Historic Advance for Canary Islands Weather Forecasting
The Canary Islands centre of the State Meteorological Agency (Aemet) has just received the first images from Tenerife’s new weather radar. The activation of this facility, situated at an altitude of 1,343 metres on the Cruz de Gala mountain in the Tenerife municipality of Buenavista del Norte, marks a historic advance that improves the accuracy of weather reports and warnings, particularly concerning rainfall and storms.
Ending a Quarter-Century Wait
It has been a long time coming—over 25 years of bureaucratic processes and construction works costing three million euros—but the second meteorological radar in the Canaries is finally operational. It joins the recently upgraded radar in Mogán, Gran Canaria. With the activation of the tower rising from a peak in the Teno Rural Park, Aemet has solved a serious forecasting problem: the Gran Canaria radar lacked coverage to the west of Tenerife (due to the obstacle of Mount Teide), the northwest of La Palma, and the west of El Hierro. This second electronic system in Tenerife gives Aemet maximum coverage across the entire Archipelago.
Precision and Early Warnings Enhanced
The director of the Western Canary Islands Meteorological Centre, Víctor Quintero, explains that “not only have we eliminated these blind spots in the province of Santa Cruz de Tenerife, but coverage at low altitudes has been expanded with this new radar and the technological improvements introduced in the one we already had in Gran Canaria.” What will these advances mean for weather predictions in the Canaries? Víctor Quintero details that “we can now monitor fronts bringing rain and storms with much greater precision and lead time, which sharpens our reports and warnings to the public.”
“We have much more data for the short-term tracking of these precipitation systems, giving us more information to evaluate their development and anticipate, for example, the formation of storm cells or sudden changes.”
Technical Calibration Underway
Aemet received the certificate of completion for the construction of the Cruz de Gala radar last Wednesday. This officially marked the end of the construction work for this infrastructure. “We have already begun receiving images from Cruz de Gala,” confirmed Víctor Quintero, who clarified that calibration work is currently being carried out so that the radar will shortly reach its maximum level of operability.
Made of galvanised steel and measuring 5 metres in diameter by 21 metres in height, the tower rising in the middle of Cruz de Gala mountain—camouflaged in the landscape by its green colour—is already sending real-time photographs of fronts approaching the Islands.
A Project Plagued by Delays
The tower and radar project suffered continuous delays.
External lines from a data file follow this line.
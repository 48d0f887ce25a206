//! HTTP surface for gotosocial-webui.
//!
//! - **Endpoints**: entry page, authorization callback, logout and status actions
//! - **Extractors**: session and validated JSON bodies
//! - **Middleware**: session decoding from cookies
//! - **Session**: the cookie codec
//!
//! Built on Axum 0.8.

pub mod endpoints;
pub mod extractors;
pub mod middleware;
pub mod response;
pub mod session;

pub use endpoints::{app, router};
pub use middleware::AppState;
pub use session::SessionStore;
In fact, the first time the need for a second radar in Tenerife, to complement the one at Pico de Los Moriscos in Gran Canaria, was raised was in 2000, 26 years ago. The now-defunct National Meteorological Institute, today called the State Meteorological Agency, warned at the start of this century of the need to install a second meteorological detection system in the northwest of Tenerife.
Aemet revived the plan in 2021 after it was paralysed in 2019 due to problems with the contracted company. Being in a protected natural area, the Teno Rural Park, the plan encountered obstacles beyond those related to the construction firm. These included the 2023 fire that ravaged the Corona Forestal, the increased cost of raw materials due to international factors like the Russian invasion of Ukraine, and complex procedures to obtain the necessary cutting-edge technology.
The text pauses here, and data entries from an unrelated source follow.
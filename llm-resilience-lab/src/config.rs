use anyhow::Result;
use config::{Config as ConfigLoader, Environment, File};
use llm_resilience_core::domain::duration::secs;
use llm_resilience_engine::observability::LogConfig;
use llm_resilience_engine::ResilienceSettings;
use serde::Deserialize;
use std::collections::HashMap;
use std::net::SocketAddr;
use std::time::Duration;

/// A dependency polled over HTTP.
#[derive(Debug, Clone, Deserialize, PartialEq)]
pub struct ServiceSettings {
    pub name: String,
    pub url: String,
    /// Status the endpoint must answer with; any 2xx when unset
    #[serde(default)]
    pub expected_status: Option<u16>,
    #[serde(default)]
    pub metadata: HashMap<String, String>,
}

#[derive(Debug, Clone, Deserialize)]
#[serde(default)]
pub struct Settings {
    pub log: LogConfig,
    /// Prometheus scrape endpoint; disabled when unset
    pub metrics_addr: Option<SocketAddr>,
    /// How often expired error signatures are pruned
    #[serde(with = "secs")]
    pub prune_interval: Duration,
    pub services: Vec<ServiceSettings>,
    pub resilience: ResilienceSettings,
}

impl Settings {
    pub fn load() -> Result<Self> {
        let config = ConfigLoader::builder()
            .add_source(File::with_name("config/default").required(false))
            .add_source(File::with_name("config/local").required(false))
            .add_source(
                Environment::with_prefix("LLM_RESILIENCE")
                    .prefix_separator("_")
                    .separator("__")
                    .try_parsing(true),
            )
            .build()?;

        Ok(config.try_deserialize()?)
    }
}

impl Default for Settings {
    fn default() -> Self {
        Self {
            log: LogConfig::default(),
            metrics_addr: None,
            prune_interval: Duration::from_secs(3600),
            services: Vec::new(),
            resilience: ResilienceSettings::default(),
        }
    }
}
Dual-Purpose Tower with Cutting-Edge Technology
Aware of the importance of this new radar, Aemet and the Island Council (Cabildo) shifted into high gear in 2023. The new tower, the same green colour as a previous one demolished on the same spot, now operates not only as a radar but also as a surveillance post to monitor mountain safety and detect potential threats, primarily fires—the sole purpose of the old tower that was removed. This means Aemet shares its use with the island corporation, the administration with primary responsibility for controlling the island’s forests.
The new radar can determine the speed at which a storm is approaching and how long it will take to reach the Islands. It can also see what will happen within a 240-kilometre radius, which includes the entire province of Santa Cruz de Tenerife, and allows it to overcome the ‘shadow’ caused by Mount Teide on the Gran Canaria radar, which prevented detection of raindrops from storms approaching the islands from the northwest.
The technological improvement introduced in the two Canary Islands weather radars is based on dual polarisation, a technique that uses two orthogonal orientations (usually horizontal and vertical) to transmit or receive signals simultaneously, doubling data capacity and improving accuracy. It has been incorporated into these storm-chasing sentinels to distinguish types of precipitation. “We will now be able to tell if fronts are bringing rain, snow, or hail, in addition to other parameters that provide more complete information,” specifies the director of the Western Canary Islands Meteorological Centre.